Many legends surround this dish also known as Russian salad. This version is my favorite.

Originally, the chef planned it not as a salad but as something he called “Game Mayonnaise.” Boiled fillets of grouse and partridge were decorated on a plate with cubes of aspic from broth. Sprinkled around with a special Provençal sauce, slices of tongue and crawfish tails were nestled. In the center of the dish there was a mound of potatoes, pickles, and slices of hard boiled eggs. That center mound, according to the chef’s idea, was for decoration only.

To Olivie’s dismay, Russian brutes immediately mixed all the ingredients like kasha, destroying the design and the idea behind the dish before scooping it on their plates. Disgusted, the next day, Olivie intentionally mixed all the ingredients and liberally doused it with mayonnaise to show those Russians. To his dismay, the success of the trivialized version was incredible.

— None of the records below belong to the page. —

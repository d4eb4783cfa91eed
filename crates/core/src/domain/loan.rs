use std::fmt;

use rust_decimal::Decimal;
use serde::{Deserialize, Serialize};

/// The three loan categories a provider endpoint exists for.
#[derive(Clone, Copy, Debug, PartialEq, Eq, Hash, Serialize, Deserialize)]
#[serde(rename_all = "snake_case")]
pub enum LoanTypeCode {
    Consumer,
    Housing,
    Vehicle,
}

/// Every word the completion service may use for a loan type, mapped to its
/// variant. Lookup is case-insensitive; anything absent here is unmapped.
pub const LOAN_TYPE_VOCABULARY: &[(&str, LoanTypeCode)] = &[
    ("consumer", LoanTypeCode::Consumer),
    ("ihtiyac", LoanTypeCode::Consumer),
    ("ihtiyaç", LoanTypeCode::Consumer),
    ("personal", LoanTypeCode::Consumer),
    ("general", LoanTypeCode::Consumer),
    ("general-purpose", LoanTypeCode::Consumer),
    ("cash", LoanTypeCode::Consumer),
    ("housing", LoanTypeCode::Housing),
    ("konut", LoanTypeCode::Housing),
    ("mortgage", LoanTypeCode::Housing),
    ("home", LoanTypeCode::Housing),
    ("house", LoanTypeCode::Housing),
    ("vehicle", LoanTypeCode::Vehicle),
    ("tasit", LoanTypeCode::Vehicle),
    ("taşıt", LoanTypeCode::Vehicle),
    ("car", LoanTypeCode::Vehicle),
    ("auto", LoanTypeCode::Vehicle),
    ("araç", LoanTypeCode::Vehicle),
];

impl LoanTypeCode {
    pub const ALL: [LoanTypeCode; 3] = [Self::Consumer, Self::Housing, Self::Vehicle];

    pub fn code(self) -> &'static str {
        match self {
            Self::Consumer => "consumer",
            Self::Housing => "housing",
            Self::Vehicle => "vehicle",
        }
    }

    pub fn display_name(self) -> &'static str {
        match self {
            Self::Consumer => "Consumer Loan",
            Self::Housing => "Housing Loan",
            Self::Vehicle => "Vehicle Loan",
        }
    }

    pub fn from_vocabulary(word: &str) -> Option<Self> {
        let needle = word.trim().to_lowercase();
        LOAN_TYPE_VOCABULARY
            .iter()
            .find(|(candidate, _)| *candidate == needle)
            .map(|(_, loan_type)| *loan_type)
    }

    /// Vocabulary words for this type, canonical code first.
    pub fn synonyms(self) -> impl Iterator<Item = &'static str> {
        LOAN_TYPE_VOCABULARY
            .iter()
            .filter(move |(_, loan_type)| *loan_type == self)
            .map(|(word, _)| *word)
    }
}

impl fmt::Display for LoanTypeCode {
    fn fmt(&self, f: &mut fmt::Formatter<'_>) -> fmt::Result {
        f.write_str(self.code())
    }
}

/// Validated, typed form of a free-text loan request.
#[derive(Clone, Debug, PartialEq, Eq, Serialize, Deserialize)]
#[serde(rename_all = "camelCase")]
pub struct ParsedLoanQuery {
    #[serde(rename = "type")]
    pub loan_type: LoanTypeCode,
    pub amount: Decimal,
    pub term_months: u32,
    pub inventory_description: String,
    pub inventory_value: Decimal,
    pub cash_on_hand: Decimal,
}

impl ParsedLoanQuery {
    /// Pulls the asset value out of descriptions shaped like `"konut - 2000000"`.
    ///
    /// The last numeric token wins; thousands separators (`.`/`,` followed by
    /// exactly three digits) are tolerated. Returns zero when no number is
    /// present.
    pub fn inventory_value_from(description: &str) -> Decimal {
        description
            .split(|ch: char| ch.is_whitespace() || ch == '-' || ch == ':' || ch == '=')
            .rev()
            .find_map(parse_grouped_number)
            .unwrap_or(Decimal::ZERO)
    }
}

fn parse_grouped_number(token: &str) -> Option<Decimal> {
    let token = token.trim_matches(|ch: char| !ch.is_ascii_digit());
    if token.is_empty() {
        return None;
    }

    let grouped = token
        .split(['.', ','])
        .skip(1)
        .all(|group| group.len() == 3 && group.chars().all(|ch| ch.is_ascii_digit()));
    let cleaned: String = if grouped {
        token.chars().filter(char::is_ascii_digit).collect()
    } else {
        token.replace(',', ".")
    };

    cleaned.parse::<Decimal>().ok()
}

/// Canonical offer shape every provider record is normalized into.
#[derive(Clone, Debug, PartialEq, Eq, Serialize, Deserialize)]
#[serde(rename_all = "camelCase")]
pub struct LoanOffer {
    pub id: String,
    pub bank_name: String,
    #[serde(rename = "type")]
    pub loan_type: LoanTypeCode,
    pub interest_rate_percent: Decimal,
    pub monthly_payment: Decimal,
    pub total_payment: Decimal,
    pub min_amount: Decimal,
    pub max_amount: Decimal,
    pub max_term_months: u32,
    pub eligibility_note: String,
}
//! HTTP transport to the loan provider endpoints.
//!
//! One GET per search, no retries. The relaxed certificate policy configured
//! in `[http]` applies to [`HttpLoanApiClient`] alone; completion-service
//! clients build their own `reqwest::Client` with default verification.

pub mod client;

pub use client::{HttpLoanApiClient, LoanApiClient};
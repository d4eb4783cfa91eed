use std::env;
use std::fs;
use std::path::{Path, PathBuf};

use secrecy::{ExposeSecret, SecretString};
use serde::{Deserialize, Serialize};
use thiserror::Error;

use crate::domain::loan::LoanTypeCode;

#[derive(Clone, Debug)]
pub struct AppConfig {
    pub llm: LlmConfig,
    pub endpoints: EndpointsConfig,
    pub http: HttpConfig,
    pub logging: LoggingConfig,
}

#[derive(Clone, Debug)]
pub struct LlmConfig {
    pub provider: LlmProvider,
    pub api_key: Option<SecretString>,
    pub base_url: Option<String>,
    pub model: String,
    pub temperature: f32,
    pub max_tokens: u32,
    pub timeout_secs: u64,
}

/// One provider base URL per loan type. Unset entries are allowed here and
/// rejected by the router at search time.
#[derive(Clone, Debug, Default, PartialEq, Eq)]
pub struct EndpointsConfig {
    pub consumer_url: Option<String>,
    pub housing_url: Option<String>,
    pub vehicle_url: Option<String>,
}

impl EndpointsConfig {
    pub fn url_for(&self, loan_type: LoanTypeCode) -> Option<&str> {
        match loan_type {
            LoanTypeCode::Consumer => self.consumer_url.as_deref(),
            LoanTypeCode::Housing => self.housing_url.as_deref(),
            LoanTypeCode::Vehicle => self.vehicle_url.as_deref(),
        }
    }
}

#[derive(Clone, Debug)]
pub struct HttpConfig {
    pub device_header: String,
    pub device_id: String,
    /// Applies to the loan provider client only.
    pub accept_invalid_certs: bool,
    pub timeout_secs: Option<u64>,
}

#[derive(Clone, Debug)]
pub struct LoggingConfig {
    pub level: String,
    pub format: LogFormat,
}

#[derive(Clone, Copy, Debug, PartialEq, Eq, Serialize, Deserialize)]
#[serde(rename_all = "snake_case")]
pub enum LlmProvider {
    Gemini,
    #[serde(rename = "openai")]
    OpenAi,
    Ollama,
}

The restaurant was also famous for another thing — a celebrations of Saint Tatiana’s Day. In Russian Orthodox religion, Saint Tatiana is the patron of students. Her day, January 25, also coincides with the end of winter exams and the start of a winter recess. On January 25, the restaurant hid expensive table settings, covered the floor with the straw, and let students heated up with strong drinks mingle with their professors shouting together: “Down with the autocracy!” That day, police were not allowed to touch them.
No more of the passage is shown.